The image below shows how the P&L statement or, in this case, the statement of operations is broken down:

What Is an Example of a Profit and Loss (P&L) Statement? (1)

This particular statement is broken into three sections:

  • Revenue
  • Costs and Expenses
  • Other (Expense) Income

It then lists net losses and shareholder information at the bottom. The total value under the expense category is subtracted from the total value of the company's revenue, resulting in an operating profit if the result is positive or an operating loss if it's negative.

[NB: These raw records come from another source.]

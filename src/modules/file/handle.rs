use actix_multipart::Multipart;
use actix_web::http::header::{
    self, Charset, ContentDisposition, DispositionParam, DispositionType, ExtendedValue,
};
use actix_web::{web, HttpRequest, HttpResponse};
use futures_util::TryStreamExt;
use uuid::Uuid;

use crate::api::{error, success};
use crate::modules::file::model::FileUpload;
use crate::modules::file::schema::{FileInfo, FileListResponse, FileUploadResponse, ListQuery};
use crate::modules::file::service::FileService;
use crate::utils::{request_base_url, ValidatedQuery};

/// Name of the multipart field carrying the file.
const FILE_FIELD: &str = "file";

/// Upload file handler
pub async fn upload_file(
    mut payload: Multipart,
    req: HttpRequest,
    service: web::Data<FileService>,
) -> Result<success::Success<FileUploadResponse>, error::Error> {
    let max_size = service.config().max_file_size;

    while let Some(mut field) =
        payload.try_next().await.map_err(|e| error::Error::bad_request(e.to_string()))?
    {
        if field.name() != Some(FILE_FIELD) {
            // Drain fields we don't care about.
            while field.try_next().await.map_err(|e| error::Error::bad_request(e.to_string()))?.is_some() {}
            continue;
        }

        let original_name = field
            .content_disposition()
            .and_then(|cd| cd.get_filename())
            .map(str::to_string)
            .ok_or_else(|| error::Error::bad_request("No file selected"))?;

        let content_type = field.content_type().map(|m| m.to_string());

        // Read file bytes
        let mut bytes = Vec::new();
        while let Some(chunk) =
            field.try_next().await.map_err(|e| error::Error::bad_request(e.to_string()))?
        {
            if bytes.len() + chunk.len() > max_size {
                return Err(error::Error::PayloadTooLarge(
                    format!("File size exceeds maximum allowed size of {max_size} bytes").into(),
                ));
            }
            bytes.extend_from_slice(&chunk);
        }

        let base_url = request_base_url(&req, service.config().public_base_url.as_deref());
        let upload = FileUpload { original_name, content_type, bytes };
        let result = service.upload_file(upload, &base_url).await?;

        return Ok(success::Success::created(Some(result)).message("File uploaded successfully"));
    }

    Err(error::Error::bad_request("No file provided"))
}

/// Serve file bytes for `/{code}` or `/{code}.{ext}`
pub async fn view_file(
    filename: web::Path<String>,
    service: web::Data<FileService>,
) -> Result<HttpResponse, error::Error> {
    let file = service.get_file_content(&filename.into_inner()).await?;
    let max_age = service.seconds_until_expiry(&file.record, chrono::Utc::now());

    Ok(HttpResponse::Ok()
        .insert_header((header::CONTENT_TYPE, file.record.content_type.as_str()))
        .insert_header(content_disposition(&file.record.original_name))
        .insert_header((header::CACHE_CONTROL, format!("public, max-age={max_age}")))
        .body(file.bytes))
}

/// Get file metadata by code
pub async fn file_info(
    code: web::Path<String>,
    req: HttpRequest,
    service: web::Data<FileService>,
) -> Result<success::Success<FileInfo>, error::Error> {
    let base_url = request_base_url(&req, service.config().public_base_url.as_deref());
    let info = service.get_file_info(&code.into_inner(), &base_url).await?;
    Ok(success::Success::ok(Some(info)))
}

/// List files, newest first
pub async fn list_files(
    query: ValidatedQuery<ListQuery>,
    req: HttpRequest,
    service: web::Data<FileService>,
) -> Result<success::Success<FileListResponse>, error::Error> {
    let base_url = request_base_url(&req, service.config().public_base_url.as_deref());
    let files = service.list_files(query.0, &base_url).await?;
    Ok(success::Success::ok(Some(files)))
}

/// Delete file handler
pub async fn delete_file(
    file_id: web::Path<String>,
    service: web::Data<FileService>,
) -> Result<success::Success<()>, error::Error> {
    let file_id =
        Uuid::parse_str(&file_id.into_inner()).map_err(|_| error::Error::not_found("File not found"))?;

    service.delete_file(&file_id).await?;
    Ok(success::Success::ok(None).message("File deleted successfully"))
}

/// `inline` disposition carrying the uploader's filename. Non-ASCII names get
/// an RFC 5987 `filename*` next to an ASCII fallback.
fn content_disposition(original_name: &str) -> ContentDisposition {
    let cleaned: String = original_name.chars().filter(|c| !c.is_control()).collect();
    let fallback: String =
        cleaned.chars().map(|c| if c.is_ascii() && c != '"' && c != '\\' { c } else { '_' }).collect();

    let mut parameters = vec![DispositionParam::Filename(fallback)];
    if !cleaned.is_ascii() {
        parameters.push(DispositionParam::FilenameExt(ExtendedValue {
            charset: Charset::Ext("UTF-8".to_string()),
            language_tag: None,
            value: cleaned.into_bytes(),
        }));
    }

    ContentDisposition { disposition: DispositionType::Inline, parameters }
}

#[cfg(test)]
mod tests {
    use std::sync::Arc;

    use actix_web::{http::StatusCode, test, App};
    use serde_json::Value;

    use super::*;
    use crate::modules::content::MemoryContentStore;
    use crate::modules::file::{model::FileConfig, repository_memory::FileMemoryRepository, route};

    const BOUNDARY: &str = "----dropcodeboundary";

    fn service(config: FileConfig) -> FileService {
        FileService::new(
            Arc::new(FileMemoryRepository::new()),
            Arc::new(MemoryContentStore::new()),
            config,
        )
        .unwrap()
    }

    fn multipart_body(field: &str, filename: &str, content_type: &str, data: &[u8]) -> Vec<u8> {
        let mut body = Vec::new();
        body.extend_from_slice(format!("--{BOUNDARY}\r\n").as_bytes());
        body.extend_from_slice(
            format!(
                "Content-Disposition: form-data; name=\"{field}\"; filename=\"{filename}\"\r\n"
            )
            .as_bytes(),
        );
        body.extend_from_slice(format!("Content-Type: {content_type}\r\n\r\n").as_bytes());
        body.extend_from_slice(data);
        body.extend_from_slice(format!("\r\n--{BOUNDARY}--\r\n").as_bytes());
        body
    }

    fn upload_request(body: Vec<u8>) -> test::TestRequest {
        test::TestRequest::post()
            .uri("/upload")
            .insert_header((
                header::CONTENT_TYPE,
                format!("multipart/form-data; boundary={BOUNDARY}"),
            ))
            .set_payload(body)
    }

    #[actix_web::test]
    async fn test_upload_then_download() {
        let app = test::init_service(
            App::new()
                .app_data(web::Data::new(service(FileConfig {
                    public_base_url: Some("https://drop.example".into()),
                    ..FileConfig::default()
                })))
                .configure(route::configure),
        )
        .await;

        let payload = b"\x89PNG\r\n\x1a\n00";
        let req = upload_request(multipart_body("file", "a.png", "image/png", payload)).to_request();
        let res = test::call_service(&app, req).await;
        assert_eq!(res.status(), StatusCode::CREATED);

        let body: Value = test::read_body_json(res).await;
        let code = body["data"]["code"].as_str().unwrap().to_string();
        assert_eq!(code.len(), 4);
        assert_eq!(body["data"]["type"], "image/png");
        assert_eq!(body["data"]["size"], 10);
        assert_eq!(body["data"]["url"], format!("https://drop.example/{code}.png"));

        let req = test::TestRequest::get().uri(&format!("/{code}.png")).to_request();
        let res = test::call_service(&app, req).await;
        assert_eq!(res.status(), StatusCode::OK);
        assert_eq!(res.headers().get(header::CONTENT_TYPE).unwrap(), "image/png");
        let disposition = res.headers().get(header::CONTENT_DISPOSITION).unwrap().to_str().unwrap();
        assert!(disposition.starts_with("inline"));
        assert!(disposition.contains("a.png"));
        assert_eq!(test::read_body(res).await.as_ref(), payload);

        let req = test::TestRequest::get().uri(&format!("/{code}.jpg")).to_request();
        let res = test::call_service(&app, req).await;
        assert_eq!(res.status(), StatusCode::NOT_FOUND);
    }

    #[actix_web::test]
    async fn test_upload_requires_file_field() {
        let app = test::init_service(
            App::new().app_data(web::Data::new(service(FileConfig::default()))).configure(route::configure),
        )
        .await;

        let req = upload_request(multipart_body("other", "a.txt", "text/plain", b"x")).to_request();
        let res = test::call_service(&app, req).await;
        assert_eq!(res.status(), StatusCode::BAD_REQUEST);

        let req = upload_request(multipart_body("file", "a.txt", "text/plain", b"")).to_request();
        let res = test::call_service(&app, req).await;
        assert_eq!(res.status(), StatusCode::BAD_REQUEST);
    }

    #[actix_web::test]
    async fn test_upload_over_limit_is_rejected() {
        let app = test::init_service(
            App::new()
                .app_data(web::Data::new(service(FileConfig {
                    max_file_size: 4,
                    ..FileConfig::default()
                })))
                .configure(route::configure),
        )
        .await;

        let req = upload_request(multipart_body("file", "a.txt", "text/plain", b"too big")).to_request();
        let res = test::call_service(&app, req).await;
        assert_eq!(res.status(), StatusCode::PAYLOAD_TOO_LARGE);
    }

    #[actix_web::test]
    async fn test_info_list_and_delete() {
        let svc = service(FileConfig::default());
        let uploaded = svc
            .upload_file(
                FileUpload {
                    original_name: "notes.txt".into(),
                    content_type: Some("text/plain".into()),
                    bytes: b"hello".to_vec(),
                },
                "http://localhost",
            )
            .await
            .unwrap();
        let app = test::init_service(
            App::new().app_data(web::Data::new(svc)).configure(route::configure),
        )
        .await;

        let req = test::TestRequest::get().uri(&format!("/info/{}", uploaded.code)).to_request();
        let body: Value = test::call_and_read_body_json(&app, req).await;
        assert_eq!(body["data"]["original_name"], "notes.txt");
        assert!(body["data"]["expires_in_seconds"].as_i64().unwrap() > 0);

        let req = test::TestRequest::get().uri("/files?limit=10").to_request();
        let body: Value = test::call_and_read_body_json(&app, req).await;
        assert_eq!(body["data"]["count"], 1);
        assert!(body["data"]["files"][0].get("bytes").is_none());

        let req = test::TestRequest::get().uri("/files?limit=0").to_request();
        let res = test::call_service(&app, req).await;
        assert_eq!(res.status(), StatusCode::BAD_REQUEST);

        let uri = format!("/delete/{}", uploaded.file_id);
        let res = test::call_service(&app, test::TestRequest::delete().uri(&uri).to_request()).await;
        assert_eq!(res.status(), StatusCode::OK);

        let res = test::call_service(&app, test::TestRequest::post().uri(&uri).to_request()).await;
        assert_eq!(res.status(), StatusCode::NOT_FOUND);

        let req = test::TestRequest::get().uri(&format!("/{}", uploaded.code)).to_request();
        assert_eq!(test::call_service(&app, req).await.status(), StatusCode::NOT_FOUND);

        let req = test::TestRequest::get().uri(&format!("/info/{}", uploaded.code)).to_request();
        assert_eq!(test::call_service(&app, req).await.status(), StatusCode::NOT_FOUND);
    }

    #[actix_web::test]
    async fn test_delete_with_malformed_id_is_not_found() {
        let app = test::init_service(
            App::new().app_data(web::Data::new(service(FileConfig::default()))).configure(route::configure),
        )
        .await;

        let req = test::TestRequest::delete().uri("/delete/not-a-uuid").to_request();
        assert_eq!(test::call_service(&app, req).await.status(), StatusCode::NOT_FOUND);
    }

    #[actix_web::test]
    async fn test_content_disposition_escapes_names() {
        let plain = content_disposition("report.pdf").to_string();
        assert_eq!(plain, "inline; filename=\"report.pdf\"");

        let quoted = content_disposition("a\"b\r\n.txt").to_string();
        assert_eq!(quoted, "inline; filename=\"a_b.txt\"");

        let unicode = content_disposition("ảnh.png").to_string();
        assert!(unicode.contains("filename*=UTF-8''"));
    }
}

What Is the Difference Between the P&L Statement and a Cash Flow Statement?

A P&L or income statement shows readers the revenue and total expenses for a certain period. The cash flow statement, on the other hand, details a company's cash inflows and outflows during that period. This statement starts with the figure for net profit, which it gets from the P&L statement.

Does Every Company Have to Prepare a P&L Statement?

No. Only public companies are legally required to prepare the P&L and other financial statements and file them with the SEC annually and quarterly. Companies not required to prepare financial statements such as the P&L should consider doing so because they provide business owners with a systematic way to obtain a clear view of their company's financial circ*mstances.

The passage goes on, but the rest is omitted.